Early dengue virus interactions: the role of dendritic cells during infection

Dengue is an acute infectious disease caused by dengue virus (DENV) that affects approximately 400 million people annually, being the most prevalent human arthropod-borne disease. DENV infection causes a wide variety of clinical manifestations that range from asymptomatic to dengue fever, and in some cases may evolve to the more severe dengue hemorrhagic fever and dengue shock syndrome. The exact reasons why some patients do not have symptoms while others develop the severe forms of disease are still elusive, but gathered evidence showed correlation between a secondary infection with a heterologous DENV serotype and the occurrence of severe symptoms. Despite several advances, the mechanisms of DENV infection are still not completely elucidated, and efforts have been made to understand the development of immunity and/or pathology to DENV. When a mosquito transmits DENV, the virus is initially deposited in the skin, where mononuclear phagocytic cells, such as dendritic cells (DCs), become infected. DCs play a critical role in the induction of immune responses, as they are able to rapidly detect pathogen-associated molecular patterns, endocytose and process antigens, and efficiently activate naïve-T and B cells.

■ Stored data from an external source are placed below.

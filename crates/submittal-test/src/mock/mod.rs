//! Mock implementations of the packet collaborators for testing.
//!
//! The store and renderer mocks share their state between clones, so a test
//! can hand one clone to the code under test and inspect the other.

mod renderer;
mod store;

pub use renderer::{MOCK_PDF, MockRenderer};
pub use store::MockDocumentStore;
use submittal_core::{DocumentStoreService, RendererService};

/// Creates a mock store and renderer pair, plus the services wrapping them.
pub fn create_mock_services() -> (
    MockDocumentStore,
    MockRenderer,
    DocumentStoreService,
    RendererService,
) {
    let store = MockDocumentStore::new();
    let renderer = MockRenderer::new();
    let store_service = DocumentStoreService::new(store.clone());
    let renderer_service = RendererService::new(renderer.clone());
    (store, renderer, store_service, renderer_service)
}

#[cfg(test)]
mod tests {
    use submittal_core::{DocumentType, PacketRequest, ProductType, ProjectData};

    use super::*;

    #[tokio::test]
    async fn test_services_share_mock_state() {
        let (store, renderer, store_service, renderer_service) = create_mock_services();
        store.insert_pdf("TDS", DocumentType::TechnicalDataSheet, "underlayment", b"%PDF-1.7");

        let catalog = store_service
            .documents_by_product_type(&ProductType::new("underlayment"))
            .await
            .unwrap();
        assert_eq!(catalog.len(), 1);
        assert_eq!(store.catalog_calls(), 1);

        let request = PacketRequest::new(&ProjectData::default(), Vec::new(), Vec::new());
        renderer_service.render(&request).await.unwrap();
        assert_eq!(renderer.calls(), 1);
    }
}
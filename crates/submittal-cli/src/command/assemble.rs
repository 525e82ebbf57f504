//! The `assemble` command.

use std::path::{Path, PathBuf};

use anyhow::Context;
use clap::Args;
use serde::Deserialize;
use submittal_core::{DocumentStoreService, ProjectData, SelectedDocument};
use uuid::Uuid;

use crate::TRACING_TARGET_COMMAND;
use crate::config::Services;

/// Arguments of the `assemble` command.
#[derive(Debug, Clone, Args)]
pub struct AssembleArgs {
    /// JSON file holding the project data and the document selection
    #[arg(long, short)]
    pub input: PathBuf,

    /// Open the packet in a viewer instead of saving it
    #[arg(long, conflicts_with = "output")]
    pub preview: bool,

    /// File name to save the packet under (defaults to one derived from the project name)
    #[arg(long, short)]
    pub output: Option<String>,
}

/// Contents of the `--input` file.
#[derive(Debug, Clone, Deserialize)]
#[serde(rename_all = "camelCase")]
struct PacketInput {
    #[serde(default)]
    project: ProjectData,
    #[serde(default)]
    selection: Vec<SelectionInput>,
}

#[derive(Debug, Clone, Deserialize)]
#[serde(rename_all = "camelCase")]
struct SelectionInput {
    document_id: Uuid,
    #[serde(default = "selected_by_default")]
    selected: bool,
    #[serde(default)]
    order: i32,
}

fn selected_by_default() -> bool {
    true
}

async fn read_input(path: &Path) -> anyhow::Result<PacketInput> {
    let raw = tokio::fs::read(path)
        .await
        .with_context(|| format!("failed to read {}", path.display()))?;
    serde_json::from_slice(&raw).with_context(|| format!("failed to parse {}", path.display()))
}

/// Looks up every referenced document, keeping the caller's flags.
async fn resolve_selection(
    store: &DocumentStoreService,
    entries: &[SelectionInput],
) -> anyhow::Result<Vec<SelectedDocument>> {
    let mut selection = Vec::with_capacity(entries.len());
    for entry in entries {
        let document = store
            .document(entry.document_id)
            .await
            .with_context(|| format!("failed to resolve document {}", entry.document_id))?;
        selection.push(SelectedDocument::new(document, entry.selected, entry.order));
    }
    Ok(selection)
}

/// Assembles a packet and previews or saves it.
pub async fn assemble(args: &AssembleArgs, services: &Services) -> anyhow::Result<()> {
    let input = read_input(&args.input).await?;
    let selection = resolve_selection(&services.store, &input.selection).await?;

    tracing::info!(
        target: TRACING_TARGET_COMMAND,
        input = %args.input.display(),
        entries = selection.len(),
        "Assembling packet"
    );

    let artifact = services
        .assembler
        .assemble(&input.project, &selection)
        .await
        .context("failed to assemble packet")?;

    if args.preview {
        let preview = services
            .presenter
            .preview(artifact.bytes())
            .await
            .context("failed to preview packet")?;
        println!("{}", preview.path().display());
        preview.released().await;
        return Ok(());
    }

    let file_name = args.output.as_deref().unwrap_or(artifact.file_name());
    let saved = services
        .presenter
        .download(artifact.bytes(), file_name)
        .context("failed to save packet")?;
    println!("{}", saved.display());

    Ok(())
}
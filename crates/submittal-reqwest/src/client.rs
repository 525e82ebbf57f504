//! Renderer client implementation using reqwest.

use std::sync::Arc;
use std::time::{Duration, Instant};

use bytes::Bytes;
use reqwest::header::CONTENT_TYPE;
use reqwest::{Client, StatusCode};
use submittal_core::{Error, PacketRequest, Renderer, RendererService, ServiceHealth};
use url::Url;

use crate::TRACING_TARGET;
use crate::config::RendererConfig;

/// Upper bound for the health check, independent of the render deadline.
const HEALTH_TIMEOUT: Duration = Duration::from_secs(10);

/// Inner client that holds the HTTP client and resolved endpoints.
struct ReqwestRendererInner {
    http: Client,
    config: RendererConfig,
    generate_url: Url,
    health_url: Url,
}

/// HTTP client for the remote packet renderer.
///
/// Cheap to clone; clones share one connection pool.
///
/// # Examples
///
/// ```rust,ignore
/// use submittal_reqwest::{ReqwestRenderer, RendererConfig};
///
/// let renderer = ReqwestRenderer::new(RendererConfig::new("https://render.example.com"))?;
/// let pdf = renderer.render(&request).await?;
/// ```
#[derive(Clone)]
pub struct ReqwestRenderer {
    inner: Arc<ReqwestRendererInner>,
}

impl std::fmt::Debug for ReqwestRenderer {
    fn fmt(&self, f: &mut std::fmt::Formatter<'_>) -> std::fmt::Result {
        f.debug_struct("ReqwestRenderer")
            .field("config", &self.inner.config)
            .finish_non_exhaustive()
    }
}

impl ReqwestRenderer {
    /// Creates a new renderer client with the given configuration.
    ///
    /// # Errors
    ///
    /// Returns an error if the renderer URL is invalid or the HTTP client
    /// cannot be created.
    pub fn new(config: RendererConfig) -> crate::Result<Self> {
        let generate_url = config.generate_url()?;
        let health_url = config.health_url()?;
        let timeout = config.effective_timeout();

        tracing::debug!(
            target: TRACING_TARGET,
            endpoint = %generate_url,
            timeout_ms = timeout.as_millis(),
            "Creating renderer client"
        );

        let http = Client::builder()
            .timeout(timeout)
            .user_agent(config.effective_user_agent())
            .build()?;

        let inner = ReqwestRendererInner {
            http,
            config,
            generate_url,
            health_url,
        };

        Ok(Self {
            inner: Arc::new(inner),
        })
    }

    /// Gets the client configuration.
    pub fn config(&self) -> &RendererConfig {
        &self.inner.config
    }

    /// Converts this client into a [`RendererService`].
    pub fn into_service(self) -> RendererService {
        RendererService::new(self)
    }

    /// Maps a reqwest failure onto the packet error taxonomy.
    fn transport_error(&self, err: reqwest::Error) -> Error {
        if err.is_timeout() {
            return Error::Timeout {
                operation: "render",
                after: self.inner.config.effective_timeout(),
            };
        }

        let endpoint = self.inner.generate_url.as_str();
        if err.is_connect() {
            return Error::renderer_unreachable(endpoint, err);
        }

        Error::transport(endpoint, err)
    }
}

/// Extracts a human-readable message from a failure body.
///
/// A JSON body contributes its `message` (or `error`) string when present and
/// its full text otherwise; anything else is used verbatim.
fn failure_message(status: StatusCode, body: &str) -> String {
    let body = body.trim();
    if body.is_empty() {
        return status
            .canonical_reason()
            .unwrap_or("no response body")
            .to_owned();
    }

    match serde_json::from_str::<serde_json::Value>(body) {
        Ok(value) => ["message", "error"]
            .iter()
            .find_map(|key| value.get(key).and_then(|v| v.as_str()))
            .map(ToOwned::to_owned)
            .unwrap_or_else(|| value.to_string()),
        Err(_) => body.to_owned(),
    }
}
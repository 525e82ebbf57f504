//! Preview and download of rendered packets.

use std::io::Write;
use std::path::{Path, PathBuf};
use std::sync::Arc;

use tempfile::{Builder, TempPath};
use tokio::task::JoinHandle;

use crate::TRACING_TARGET;
use crate::config::PresenterConfig;
use crate::error::{PresentationError, Result};
use crate::viewer::{SystemViewer, Viewer};

/// How a preview ended up being shown.
#[derive(Debug, Clone, Copy, PartialEq, Eq)]
pub enum PreviewMode {
    /// Shown in a new viewing context.
    Opened,
    /// Opening failed; shown in the current viewing context instead.
    Navigated,
}

/// A preview in progress.
///
/// The backing file is removed once the release delay has passed.
#[derive(Debug)]
pub struct Preview {
    path: PathBuf,
    mode: PreviewMode,
    release: JoinHandle<()>,
}

impl Preview {
    /// Location of the preview file while it exists.
    pub fn path(&self) -> &Path {
        &self.path
    }

    pub fn mode(&self) -> PreviewMode {
        self.mode
    }

    /// Waits until the preview file has been released.
    pub async fn released(self) {
        if let Err(error) = self.release.await {
            tracing::warn!(
                target: TRACING_TARGET,
                error = %error,
                "Preview release task did not complete"
            );
        }
    }
}

/// Presents rendered packets to the operator.
#[derive(Clone)]
pub struct ArtifactPresenter {
    viewer: Arc<dyn Viewer>,
    config: PresenterConfig,
}

impl std::fmt::Debug for ArtifactPresenter {
    fn fmt(&self, f: &mut std::fmt::Formatter<'_>) -> std::fmt::Result {
        f.debug_struct("ArtifactPresenter")
            .field("config", &self.config)
            .finish_non_exhaustive()
    }
}

impl ArtifactPresenter {
    /// Creates a presenter that uses the platform viewer.
    pub fn new(config: PresenterConfig) -> Self {
        Self::with_viewer(config, SystemViewer)
    }

    /// Creates a presenter with a custom viewer.
    pub fn with_viewer(config: PresenterConfig, viewer: impl Viewer + 'static) -> Self {
        Self {
            viewer: Arc::new(viewer),
            config,
        }
    }

    pub fn config(&self) -> &PresenterConfig {
        &self.config
    }

    /// Shows the packet, preferring a new viewing context.
    ///
    /// Must be called within a tokio runtime; the preview file is released
    /// by a background task.
    pub async fn preview(&self, bytes: &[u8]) -> Result<Preview> {
        if bytes.is_empty() {
            return Err(PresentationError::EmptyArtifact);
        }

        let path = materialize_preview(bytes).map_err(PresentationError::Materialize)?;

        // Dropping the temp path on failure removes the file.
        let mode = self.show(path.to_path_buf()).await?;

        tracing::info!(
            target: TRACING_TARGET,
            path = %path.display(),
            mode = ?mode,
            size = bytes.len(),
            "Packet preview shown"
        );

        let location = path.to_path_buf();
        let delay = self.config.release_delay();
        let release = tokio::spawn(async move {
            tokio::time::sleep(delay).await;
            let shown = path.to_path_buf();
            match path.close() {
                Ok(()) => tracing::debug!(
                    target: TRACING_TARGET,
                    path = %shown.display(),
                    "Released preview file"
                ),
                Err(error) => tracing::warn!(
                    target: TRACING_TARGET,
                    path = %shown.display(),
                    error = %error,
                    "Failed to release preview file"
                ),
            }
        });

        Ok(Preview {
            path: location,
            mode,
            release,
        })
    }

    /// Runs the viewer off the async workers, since openers may block until
    /// the operator closes them.
    async fn show(&self, path: PathBuf) -> Result<PreviewMode> {
        let viewer = Arc::clone(&self.viewer);
        tokio::task::spawn_blocking(move || match viewer.open(&path) {
            Ok(()) => Ok(PreviewMode::Opened),
            Err(open_error) => {
                tracing::warn!(
                    target: TRACING_TARGET,
                    error = %open_error,
                    "Could not open a new viewer, using the current one"
                );
                viewer.navigate(&path).map(|()| PreviewMode::Navigated)
            }
        })
        .await
        .map_err(|join_error| PresentationError::Open(std::io::Error::other(join_error)))?
        .map_err(PresentationError::Open)
    }

    /// Saves the packet into the download directory.
    ///
    /// `.pdf` is appended when the name does not already end with it, in any
    /// letter case. Returns the saved path.
    pub fn download(&self, bytes: &[u8], file_name: &str) -> Result<PathBuf> {
        if bytes.is_empty() {
            return Err(PresentationError::EmptyArtifact);
        }

        let file_name = pdf_file_name(file_name)?;
        let target = self.config.download_dir.join(&file_name);

        let mut file = Builder::new()
            .prefix(".submittal-")
            .suffix(".part")
            .tempfile_in(&self.config.download_dir)
            .map_err(PresentationError::Materialize)?;
        file.write_all(bytes)
            .and_then(|()| file.flush())
            .map_err(PresentationError::Materialize)?;

        file.persist(&target)
            .map_err(|e| PresentationError::Save(e.error))?;

        tracing::info!(
            target: TRACING_TARGET,
            path = %target.display(),
            size = bytes.len(),
            "Packet saved"
        );

        Ok(target)
    }
}

fn materialize_preview(bytes: &[u8]) -> std::io::Result<TempPath> {
    let mut file = Builder::new()
        .prefix("submittal-preview-")
        .suffix(".pdf")
        .tempfile()?;
    file.write_all(bytes)?;
    file.flush()?;
    Ok(file.into_temp_path())
}

/// Validates a bare file name and gives it a `.pdf` suffix.
fn pdf_file_name(file_name: &str) -> Result<String> {
    let name = file_name.trim();
    if name.is_empty() || name == "." || name == ".." || name.contains(['/', '\\']) {
        return Err(PresentationError::InvalidFileName(file_name.to_owned()));
    }

    if name.to_ascii_lowercase().ends_with(".pdf") {
        Ok(name.to_owned())
    } else {
        Ok(format!("{name}.pdf"))
    }
}
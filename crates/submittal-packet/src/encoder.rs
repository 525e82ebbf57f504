//! Text encoding of stored document content.

use base64::Engine;
use base64::engine::general_purpose::STANDARD;
use submittal_core::{Document, DocumentStoreService, Result};
use uuid::Uuid;

use crate::TRACING_TARGET;

/// Turns stored document content into standard base64 text.
#[derive(Debug, Clone)]
pub struct DocumentEncoder {
    store: DocumentStoreService,
}

impl DocumentEncoder {
    /// Creates an encoder reading from the given store.
    pub fn new(store: DocumentStoreService) -> Self {
        Self { store }
    }

    /// Looks up the document and encodes its content.
    ///
    /// Returns `Ok(None)` when the record exists but has no content locator.
    /// A missing record or a failed retrieval is an error.
    pub async fn encode_as_text(&self, id: Uuid) -> Result<Option<String>> {
        let document = self.store.document(id).await?;
        self.encode_document(&document).await
    }

    /// Encodes the content behind an already resolved record.
    pub async fn encode_document(&self, document: &Document) -> Result<Option<String>> {
        let Some(url) = &document.url else {
            tracing::debug!(
                target: TRACING_TARGET,
                document_id = %document.id,
                "Document has no content locator"
            );
            return Ok(None);
        };

        let content = self.store.fetch_content(url).await?;
        let encoded = STANDARD.encode(&content);

        tracing::debug!(
            target: TRACING_TARGET,
            document_id = %document.id,
            size = content.len(),
            encoded_size = encoded.len(),
            "Encoded document content"
        );

        Ok(Some(encoded))
    }
}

Recent findings have shown that DCs serve as DENV targets, but they are also important mediators of immunity against the virus. In this review, we will briefly discuss DENV infection pathogenesis, and introduce DCs as central players in the induction of anti-DENV immune responses. Then, we will review in more detail how DENV interacts with and is sensed by DCs, with particular emphasis in two classes of receptors implicated in viral entry.